A square loop 10cm on a side carries a current I' = 1A, and is placed 10cm away from a long,straight wire of current I = 10A, which is in the plane of the loop. Calculate the net force on the loop (in Newtons). Is the loop attracted to or repelled from the straight wire?
i1 =10A, i2 =1A sde a=10cm=0.1 m, distance between the straight cureent and the side 12 of the loop is b=10 cm =0.1 m
Assume that the directions of the currents are following :
i1↑I ⃞ ↓i2
Points 1,2,3, and 4 are located clockwise starting from the left bottom corner of the square
Magnetic field of the current i1
at the side 12 locations is
B12 =μ₀•i1/2•π•b =4π•10⁻⁷•10/2•π•0.1 = ..

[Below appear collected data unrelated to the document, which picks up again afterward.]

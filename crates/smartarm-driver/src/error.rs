//! 驱动层错误类型定义

use smartarm_protocol::ProtocolError;
use thiserror::Error;

/// 驱动层错误类型
#[derive(Error, Debug)]
pub enum DriverError {
    /// 协议解析错误
    #[error("Protocol error: {0}")]
    Protocol(#[from] ProtocolError),

    /// 无效输入（如越界的舵机角度）
    #[error("Invalid input: {0}")]
    InvalidInput(String),

    /// 采集失败（摄像头断开、读帧出错）
    #[error("Capture error: {0}")]
    Capture(String),

    /// 推理失败
    #[error("Inference error: {0}")]
    Inference(String),

    /// 初始化失败（摄像头/模型无法打开）
    #[error("Initialization failed: {0}")]
    InitializationFailed(String),

    /// 采集资源不可用（已被释放，或 worker 超时未归还）
    #[error("Perception resources unavailable")]
    ResourcesUnavailable,

    /// worker 线程错误
    #[error("Worker thread error: {0}")]
    IoThread(String),

    /// 操作超时
    #[error("Operation timeout")]
    Timeout,

    /// 文件 IO 错误
    #[error("IO error: {0}")]
    Io(#[from] std::io::Error),
}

Magnetic field of the current i1 at the side 34 location is
B34 =μ₀•i1/2•π•(a+b) = 4π•10⁻⁷•10/2•π•0.2 = ..
Ampere’s force on the side 12 is
F12=i2•a•B12 =
=1•0.1• 4π•10⁻⁷•10/2•π•0.1=...
Ampere’s force on the side 34 is
F12=i2•a•B34 =
=1•0.1• 4π•10⁻⁷•10/2•π•0.2=...
F23=F41. These forces are directed in opposite directions, =>
The net force is directed to the left (to the straight current) and is
F= F12 –F34 =….
To calculate the net force on the square loop, we need to determine the forces acting on each side of the loop and find the vector sum.
The force between a current-carrying wire and a loop can be determined using Ampere's Law, given by:
F = (µ₀ * I₁ * I₂ * L) / (2 * π * r)
Where:
F is the force between the two currents,
µ₀ is the permeability of free space (4π x 10^-7 Tm/A),
I₁ and I₂ are the currents in the wires,
L is the length of the wire in question,
r is the distance between the wire and the loop.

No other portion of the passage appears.